_Task instructions_: Would you restate, exactly as they appear, the lines from the one containing "the pre-state is" through the end of the data below?

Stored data

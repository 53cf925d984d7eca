//! The reactive store.
//!
//! Owns the person graph, the current focus, the last computed layout and
//! the configuration. Every mutation goes through here; `update_tree`
//! re-runs the layout engine and notifies the subscriber exactly once per
//! call. The store is total: an empty graph grows a blank person, a focus
//! deleted out from under the chart recovers through the focus history.

use crate::props::UpdateProps;
use crate::Result;
use famchart_core::edit::{self, DeleteOutcome};
use famchart_core::{Person, PersonGraph, RelType};
use famchart_layout::{calculate_tree, transitions, ChartConfig, Layout, LayoutNode};
use serde_json::Map;
use std::fmt;

const MAIN_HISTORY_LIMIT: usize = 10;
const SNAPSHOT_LIMIT: usize = 50;

type UpdateSubscriber = Box<dyn FnMut(&UpdateProps)>;

#[derive(Clone)]
struct Snapshot {
    graph: PersonGraph,
    main_id: Option<String>,
}

pub struct FamilyChart {
    graph: PersonGraph,
    main_id: Option<String>,
    main_id_history: Vec<String>,
    tree: Option<Layout>,
    config: ChartConfig,
    on_update: Option<UpdateSubscriber>,
    undo_stack: Vec<Snapshot>,
    redo_stack: Vec<Snapshot>,
}

impl Default for FamilyChart {
    fn default() -> Self {
        Self::new()
    }
}

impl FamilyChart {
    /// An empty chart. The first `update_tree` seeds a blank person so
    /// there is always something to focus.
    pub fn new() -> Self {
        Self {
            graph: PersonGraph::new(),
            main_id: None,
            main_id_history: Vec::new(),
            tree: None,
            config: ChartConfig::default(),
            on_update: None,
            undo_stack: Vec::new(),
            redo_stack: Vec::new(),
        }
    }

    pub fn with_config(mut self, config: ChartConfig) -> Self {
        self.config = config;
        self
    }

    /// Replaces the configuration; takes effect on the next
    /// [`FamilyChart::update_tree`].
    pub fn set_config(&mut self, config: ChartConfig) {
        self.config = config;
    }

    pub fn config(&self) -> &ChartConfig {
        &self.config
    }

    pub fn set_on_update(&mut self, subscriber: impl FnMut(&UpdateProps) + 'static) {
        self.on_update = Some(Box::new(subscriber));
    }

    /// Replaces the whole graph. The focus and its history are kept; a
    /// focus that no longer resolves recovers on the next update.
    pub fn update_data(&mut self, persons: Vec<Person>) {
        self.graph = PersonGraph::from_persons(persons);
    }

    /// Re-points the chart at `id`, remembering the previous focus in a
    /// bounded, deduplicated history.
    pub fn update_main_id(&mut self, id: &str) {
        if self.main_id.as_deref() == Some(id) {
            return;
        }
        if let Some(prev) = self.main_id.take() {
            self.main_id_history.retain(|h| *h != prev);
            self.main_id_history.push(prev);
            if self.main_id_history.len() > MAIN_HISTORY_LIMIT {
                self.main_id_history.remove(0);
            }
        }
        self.main_id = Some(id.to_string());
    }

    /// The most recent previously-focused person that still exists, else
    /// the first person in the graph.
    pub fn get_last_available_main_datum(&self) -> Option<&Person> {
        self.main_id_history
            .iter()
            .rev()
            .find_map(|id| self.graph.get(id))
            .or_else(|| self.graph.first())
    }

    /// Recomputes the layout and notifies the subscriber once. Adopts the
    /// engine's focus choice when none is set, and recovers a deleted
    /// focus by walking the history.
    pub fn update_tree(&mut self, props: UpdateProps) -> Result<&Layout> {
        if self.graph.is_empty() {
            let id = self.graph.seed_blank();
            tracing::warn!(target: "famchart", seeded = %id, "graph was empty; inserted blank person");
        }
        if let Some(current) = self.main_id.clone() {
            if !self.graph.contains(&current) {
                let recovered = self
                    .get_last_available_main_datum()
                    .map(|p| p.id.clone());
                tracing::warn!(target: "famchart", missing = %current, "focus no longer exists; recovering from history");
                self.main_id = recovered;
            }
        }

        let mut layout = calculate_tree(&mut self.graph, self.main_id.as_deref(), &self.config)?;
        if self.main_id.is_none() {
            self.main_id = Some(layout.main_id.clone());
        }
        transitions::apply_transitions(self.tree.as_ref(), &mut layout);
        self.tree = Some(layout);

        if let Some(subscriber) = self.on_update.as_mut() {
            subscriber(&props);
        }
        match self.tree.as_ref() {
            Some(tree) => Ok(tree),
            None => Err(famchart_layout::Error::Inconsistent {
                message: "layout missing right after recomputation".to_string(),
            }
            .into()),
        }
    }

    // ─── read access ─────────────────────────────────────────────────

    pub fn get_data(&self) -> &PersonGraph {
        &self.graph
    }

    pub fn get_datum(&self, id: &str) -> Option<&Person> {
        self.graph.get(id)
    }

    pub fn get_main_id(&self) -> Option<&str> {
        self.main_id.as_deref()
    }

    pub fn get_main_datum(&self) -> Option<&Person> {
        self.main_id.as_deref().and_then(|id| self.graph.get(id))
    }

    pub fn get_tree(&self) -> Option<&Layout> {
        self.tree.as_ref()
    }

    pub fn get_tree_datum(&self, tid: &str) -> Option<&LayoutNode> {
        self.tree.as_ref().and_then(|t| t.node(tid))
    }

    pub fn get_tree_main_datum(&self) -> Option<&LayoutNode> {
        self.tree.as_ref().and_then(|t| t.main_node())
    }

    // ─── edit operations ─────────────────────────────────────────────

    pub fn add_relative(
        &mut self,
        target_id: &str,
        rel_type: RelType,
        person: Person,
        other_parent_id: Option<&str>,
    ) -> Result<String> {
        self.with_snapshot(|g| edit::add_relative(g, target_id, rel_type, person, other_parent_id))
    }

    pub fn link_existing_relative(
        &mut self,
        target_id: &str,
        rel_type: RelType,
        existing_id: &str,
        other_parent_id: Option<&str>,
    ) -> Result<()> {
        self.with_snapshot(|g| {
            edit::link_existing_relative(g, target_id, rel_type, existing_id, other_parent_id)
        })
    }

    pub fn link_candidates(&self, target_id: &str, rel_type: RelType) -> Vec<String> {
        edit::link_candidates(&self.graph, target_id, rel_type)
    }

    pub fn delete_person(&mut self, id: &str) -> Result<DeleteOutcome> {
        self.with_snapshot(|g| edit::delete_person(g, id))
    }

    /// Applies a form submission: replaces attributes, mirrors
    /// relation-scoped fields, and promotes a placeholder to a real card.
    pub fn submit_form(&mut self, id: &str, data: Map<String, serde_json::Value>) -> Result<()> {
        self.with_snapshot(|g| {
            edit::submit_person_data(g, id, data)?;
            edit::move_to_added(g, id)
        })
    }

    pub fn toggle_ancestry(&mut self, id: &str) -> Result<()> {
        self.with_snapshot(|g| edit::toggle_ancestry(g, id))
    }

    pub fn toggle_progeny(&mut self, id: &str) -> Result<()> {
        self.with_snapshot(|g| edit::toggle_progeny(g, id))
    }

    pub fn toggle_ancestry_duplicate(&mut self, person_id: &str, parent_key: &str) -> Result<()> {
        self.with_snapshot(|g| edit::toggle_ancestry_duplicate(g, person_id, parent_key))
    }

    pub fn toggle_progeny_duplicate(
        &mut self,
        person_id: &str,
        parent_id: &str,
        spouse_id: Option<&str>,
    ) -> Result<()> {
        self.with_snapshot(|g| edit::toggle_progeny_duplicate(g, person_id, parent_id, spouse_id))
    }

    // ─── undo / redo ─────────────────────────────────────────────────

    pub fn undo(&mut self) -> bool {
        let Some(snap) = self.undo_stack.pop() else {
            return false;
        };
        self.redo_stack.push(self.current_snapshot());
        self.restore(snap);
        true
    }

    pub fn redo(&mut self) -> bool {
        let Some(snap) = self.redo_stack.pop() else {
            return false;
        };
        self.undo_stack.push(self.current_snapshot());
        self.restore(snap);
        true
    }

    fn current_snapshot(&self) -> Snapshot {
        Snapshot {
            graph: self.graph.clone(),
            main_id: self.main_id.clone(),
        }
    }

    fn restore(&mut self, snap: Snapshot) {
        self.graph = snap.graph;
        self.main_id = snap.main_id;
    }

    /// Runs a graph mutation with undo bookkeeping: the pre-state is
    /// pushed only when the operation succeeds, so failed operations
    /// leave both the graph and the stacks untouched.
    fn with_snapshot<T>(
        &mut self,
        f: impl FnOnce(&mut PersonGraph) -> famchart_core::Result<T>,
    ) -> Result<T> {
        let snap = self.current_snapshot();
        match f(&mut self.graph) {
            Ok(value) => {
                self.undo_stack.push(snap);
                if self.undo_stack.len() > SNAPSHOT_LIMIT {
                    self.undo_stack.remove(0);
                }
                self.redo_stack.clear();
                Ok(value)
            }
            Err(e) => Err(e.into()),
        }
    }
}

impl fmt::Debug for FamilyChart {
    fn fmt(&self, f: &mut fmt::Formatter<'_>) -> fmt::Result {
        f.debug_struct("FamilyChart")
            .field("persons", &self.graph.len())
            .field("main_id", &self.main_id)
            .field("main_id_history", &self.main_id_history)
            .field("has_tree", &self.tree.is_some())
            .field("config", &self.config)
            .field("subscribed", &self.on_update.is_some())
            .field("undo_depth", &self.undo_stack.len())
            .finish()
    }
}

_Solution to this task_:
    /// Runs a graph mutation with undo bookkeeping: the pre-state is
    /// pushed only when the operation succeeds, so failed operations
    /// leave both the graph and the stacks untouched.
    fn with_snapshot<T>(
        &mut self,
        f: impl FnOnce(&mut PersonGraph) -> famchart_core::Result<T>,
    ) -> Result<T> {
        let snap = self.current_snapshot();
        match f(&mut self.graph) {
            Ok(value) => {
                self.undo_stack.push(snap);
                if self.undo_stack.len() > SNAPSHOT_LIMIT {
                    self.undo_stack.remove(0);
                }
                self.redo_stack.clear();
                Ok(value)
            }
            Err(e) => Err(e.into()),
        }
    }
}

impl fmt::Debug for FamilyChart {
    fn fmt(&self, f: &mut fmt::Formatter<'_>) -> fmt::Result {
        f.debug_struct("FamilyChart")
            .field("persons", &self.graph.len())
            .field("main_id", &self.main_id)
            .field("main_id_history", &self.main_id_history)
            .field("has_tree", &self.tree.is_some())
            .field("config", &self.config)
            .field("subscribed", &self.on_update.is_some())
            .field("undo_depth", &self.undo_stack.len())
            .finish()
    }
}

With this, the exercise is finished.